▸ **TASK REQUIREMENTS**
Whenever the string "into" turns up in a line below, that line should be copied.

▸ **GIVEN DATA**
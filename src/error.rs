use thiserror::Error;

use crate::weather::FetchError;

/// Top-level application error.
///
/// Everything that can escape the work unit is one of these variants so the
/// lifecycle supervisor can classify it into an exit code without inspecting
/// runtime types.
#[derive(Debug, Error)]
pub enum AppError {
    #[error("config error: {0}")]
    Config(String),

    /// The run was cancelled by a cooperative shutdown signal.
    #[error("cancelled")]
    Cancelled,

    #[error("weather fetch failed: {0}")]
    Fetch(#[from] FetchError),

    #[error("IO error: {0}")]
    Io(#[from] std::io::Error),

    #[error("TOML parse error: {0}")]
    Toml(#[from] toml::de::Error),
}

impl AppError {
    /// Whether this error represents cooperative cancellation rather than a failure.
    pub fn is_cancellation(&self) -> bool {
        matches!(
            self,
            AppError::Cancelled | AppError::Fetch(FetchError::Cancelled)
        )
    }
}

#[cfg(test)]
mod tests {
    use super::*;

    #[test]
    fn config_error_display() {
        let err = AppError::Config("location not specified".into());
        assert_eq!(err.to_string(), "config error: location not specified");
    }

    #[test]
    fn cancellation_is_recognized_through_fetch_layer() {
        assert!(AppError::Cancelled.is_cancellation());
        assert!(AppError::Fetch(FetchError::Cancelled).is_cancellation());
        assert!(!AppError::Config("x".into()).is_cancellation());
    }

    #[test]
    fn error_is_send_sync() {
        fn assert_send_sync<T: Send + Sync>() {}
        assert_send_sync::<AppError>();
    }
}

▸ **ANSWER FOR THIS EXERCISE**
/// lifecycle supervisor can classify it into an exit code without inspecting
        let err = AppError::Config("location not specified".into());
        assert!(!AppError::Config("x".into()).is_cancellation());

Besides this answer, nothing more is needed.